L'efficacité en pâtisserie : Les leçons de la crise de Ducobu
Bruno Van Vaerenbergh, conseiller culinaire chez Debic, a rencontré Marc Ducobu à Waterloo et lui a parlé des conséquences de la pandémie et de la crise énergétique actuelle. Découvrez l'interview via notre lien en bio !
Marc Ducobu est Ambassadeur du Chocolat belge et membre de Relais Desserts, une association internationale qui rassemble une centaine de pâtissiers de 19 pays, l’élite de la profession. Il tient la pâtisserie et chocolaterie Ducobu à Waterloo.
La situation que nous vivons aujourd’hui est bien différente de celle de l’an dernier, surtout en termes de coûts. Comment vous en sortez-vous avec les hausses de prix des matières premières ?
Marc Ducobu : « J’essaie de fixer mes prix le plus possible. J’ai ainsi négocié un prix fixe à long terme avec mon fournisseur de farine. Ou je fais des réserves. En août, j’ai acheté cinq tonnes de sucre par exemple. Le prix a doublé, mais je suis tranquille pour traverser la période des fêtes. Plus votre entreprise grandit, plus vous maîtrisez ce genre de choses. Je sais que je consomme dix tonnes de sucre par an, je peux donc faire mes calculs. Il faut toutefois de la place pour stocker les matières premières, et ce n’est pas gratuit. Une tonne, c’est une palette, je compte donc cinq palettes. Et je n’ai encore là qu’une seule matière première. »

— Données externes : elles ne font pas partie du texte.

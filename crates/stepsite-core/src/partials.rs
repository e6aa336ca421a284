//! # Partials
//!
//! Scans a step page body for references to the three reusable fragments a
//! tutorial page may include:
//!
//! ```text
//! {{#partials/editor}}
//! [server]
//! tcp-backlog = 128
//! {{/partials/editor}}
//!
//! {{> partials/previous_button label="Back"}}
//! {{> partials/advance_button label="Apply the change"}}
//! ```
//!
//! The editor block is kept verbatim and displayed as a code sample. Button
//! references only carry a label; the controls themselves are placed by the
//! renderer according to the page position.
//!
//! Any `{{ ... }}` whose name does not start with `partials/` is plain text.
//! Tutorials about configuration templating quote such tags all the time.

use crate::error::{ContentError, PartialError};
use serde::{Deserialize, Serialize};

/// Block partial showing literal text as a code sample.
pub const EDITOR: &str = "partials/editor";

/// Inline partial labelling the "advance" control.
pub const ADVANCE_BUTTON: &str = "partials/advance_button";

/// Inline partial labelling the "previous" control.
pub const PREVIOUS_BUTTON: &str = "partials/previous_button";

const PARTIAL_PREFIX: &str = "partials/";
const OPEN: &str = "{{";
const CLOSE: &str = "}}";

/// A piece of page body, in document order.
#[derive(Debug, Clone, PartialEq, Eq, Serialize, Deserialize)]
pub enum Segment {
    /// Author prose, rendered as markdown.
    Markdown(String),
    /// Literal text for the editor partial.
    Editor(String),
}

/// Labels supplied by button partials.
#[derive(Debug, Clone, Default, PartialEq, Eq, Serialize, Deserialize)]
pub struct ButtonLabels {
    pub previous: Option<String>,
    pub advance: Option<String>,
}

/// A scanned page body.
#[derive(Debug, Clone, Default, PartialEq, Eq, Serialize, Deserialize)]
pub struct Body {
    pub segments: Vec<Segment>,
    pub buttons: ButtonLabels,
}

impl Body {
    /// All editor snippets on the page, in order.
    pub fn editor_snippets(&self) -> impl Iterator<Item = &str> {
        self.segments.iter().filter_map(|s| match s {
            Segment::Editor(text) => Some(text.as_str()),
            Segment::Markdown(_) => None,
        })
    }
}

/// Parsed `{{ ... }}` directive.
enum Directive<'a> {
    Block(&'a str),
    Inline { name: &'a str, args: &'a str },
    Close(&'a str),
}

/// Classify the inside of a tag. `None` means "not a partial, keep as text".
fn classify(inner: &str) -> Option<Directive<'_>> {
    let inner = inner.trim();
    let mut chars = inner.chars();
    let sigil = chars.next()?;
    let rest = chars.as_str().trim_start();
    if !rest.starts_with(PARTIAL_PREFIX) {
        return None;
    }

    match sigil {
        '#' => Some(Directive::Block(rest.trim_end())),
        '/' => Some(Directive::Close(rest.trim_end())),
        '>' => {
            let (name, args) = rest
                .split_once(char::is_whitespace)
                .unwrap_or((rest, ""));
            Some(Directive::Inline {
                name,
                args: args.trim(),
            })
        }
        _ => None,
    }
}

/// True when the text right after `{{` names a partial.
fn looks_like_partial(after_open: &str) -> bool {
    let trimmed = after_open.trim_start();
    let mut chars = trimmed.chars();
    matches!(chars.next(), Some('#' | '/' | '>'))
        && chars.as_str().trim_start().starts_with(PARTIAL_PREFIX)
}

/// Extract the value of `label="..."` (or single-quoted).
fn parse_label(args: &str) -> Option<String> {
    let value = args.strip_prefix("label")?.trim_start().strip_prefix('=')?;
    let value = value.trim_start();
    let quote = value.chars().next().filter(|c| *c == '"' || *c == '\'')?;
    let rest = &value[quote.len_utf8()..];
    let end = rest.find(quote)?;
    if !rest[end + quote.len_utf8()..].trim().is_empty() {
        return None;
    }
    Some(rest[..end].to_string())
}

/// Drop whitespace-only lines at both ends, keep everything in between.
fn trim_blank_lines(text: &str) -> String {
    let lines: Vec<&str> = text.lines().collect();
    let start = lines
        .iter()
        .position(|l| !l.trim().is_empty())
        .unwrap_or(lines.len());
    let end = lines
        .iter()
        .rposition(|l| !l.trim().is_empty())
        .map(|i| i + 1)
        .unwrap_or(start);
    lines[start..end.max(start)].join("\n")
}

/// Find the tag closing block `name` at or after `from`, accepting the same
/// whitespace variants as opening tags. Returns the tag's start and end.
fn find_block_close(body: &str, from: usize, name: &str) -> Option<(usize, usize)> {
    let mut cursor = from;
    while let Some(found) = body[cursor..].find(OPEN) {
        let start = cursor + found;
        let after_open = &body[start + OPEN.len()..];
        let close_rel = after_open.find(CLOSE)?;
        if let Some(Directive::Close(closed)) = classify(&after_open[..close_rel]) {
            if closed == name {
                return Some((start, start + OPEN.len() + close_rel + CLOSE.len()));
            }
        }
        cursor = start + OPEN.len();
    }
    None
}

fn line_of(body: &str, offset: usize, first_line: usize) -> usize {
    first_line + body[..offset].matches('\n').count()
}

fn partial_error(body: &str, offset: usize, first_line: usize, kind: PartialError) -> ContentError {
    ContentError::Partial {
        line: line_of(body, offset, first_line),
        kind,
    }
}

/// Scan a page body.
///
/// `first_line` is the source line number of the first body line, so errors
/// point at the right place in the file.
pub fn scan(body: &str, first_line: usize) -> Result<Body, ContentError> {
    let mut segments = Vec::new();
    let mut buttons = ButtonLabels::default();
    let mut prose = String::new();
    let mut cursor = 0;

    while let Some(found) = body[cursor..].find(OPEN) {
        let tag_start = cursor + found;
        let after_open = &body[tag_start + OPEN.len()..];

        if !looks_like_partial(after_open) {
            prose.push_str(&body[cursor..tag_start + OPEN.len()]);
            cursor = tag_start + OPEN.len();
            continue;
        }

        let Some(close_rel) = after_open.find(CLOSE) else {
            return Err(partial_error(body, tag_start, first_line, PartialError::UnterminatedTag));
        };
        let tag_end = tag_start + OPEN.len() + close_rel + CLOSE.len();
        let inner = &after_open[..close_rel];

        prose.push_str(&body[cursor..tag_start]);
        cursor = tag_end;

        match classify(inner) {
            Some(Directive::Block(name)) => {
                if name != EDITOR {
                    return Err(partial_error(
                        body,
                        tag_start,
                        first_line,
                        PartialError::UnknownPartial(name.to_string()),
                    ));
                }
                let Some((close_start, close_end)) = find_block_close(body, tag_end, EDITOR) else {
                    return Err(partial_error(
                        body,
                        tag_start,
                        first_line,
                        PartialError::UnclosedBlock(name.to_string()),
                    ));
                };

                if !prose.trim().is_empty() {
                    segments.push(Segment::Markdown(std::mem::take(&mut prose)));
                } else {
                    prose.clear();
                }
                let literal = &body[tag_end..close_start];
                segments.push(Segment::Editor(trim_blank_lines(literal)));
                cursor = close_end;
            }
            Some(Directive::Inline { name, args }) => {
                let slot = match name {
                    ADVANCE_BUTTON => &mut buttons.advance,
                    PREVIOUS_BUTTON => &mut buttons.previous,
                    _ => {
                        return Err(partial_error(
                            body,
                            tag_start,
                            first_line,
                            PartialError::UnknownPartial(name.to_string()),
                        ));
                    }
                };
                if slot.is_some() {
                    return Err(partial_error(
                        body,
                        tag_start,
                        first_line,
                        PartialError::Duplicate(name.to_string()),
                    ));
                }
                let label = parse_label(args).ok_or_else(|| {
                    partial_error(
                        body,
                        tag_start,
                        first_line,
                        PartialError::MissingLabel(name.to_string()),
                    )
                })?;
                *slot = Some(label);
            }
            Some(Directive::Close(name)) => {
                return Err(partial_error(
                    body,
                    tag_start,
                    first_line,
                    PartialError::StrayClose(name.to_string()),
                ));
            }
            None => prose.push_str(&body[tag_start..tag_end]),
        }
    }

    prose.push_str(&body[cursor..]);
    if !prose.trim().is_empty() {
        segments.push(Segment::Markdown(prose));
    }

    Ok(Body { segments, buttons })
}

// =============================================================================
// TESTS
// =============================================================================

« Ces prix sont restés assez stables. C’est surtout le reste qui coûte cher : les produits d’entretien, le savon. Tout a augmenté, ce ne sont donc pas mes réserves de sucre qui vont changer quelque chose. Entre-temps, nous avons augmenté les prix en boutique. Impossible de survivre autrement. »
Et qu’en est-il des coûts de l’énergie ?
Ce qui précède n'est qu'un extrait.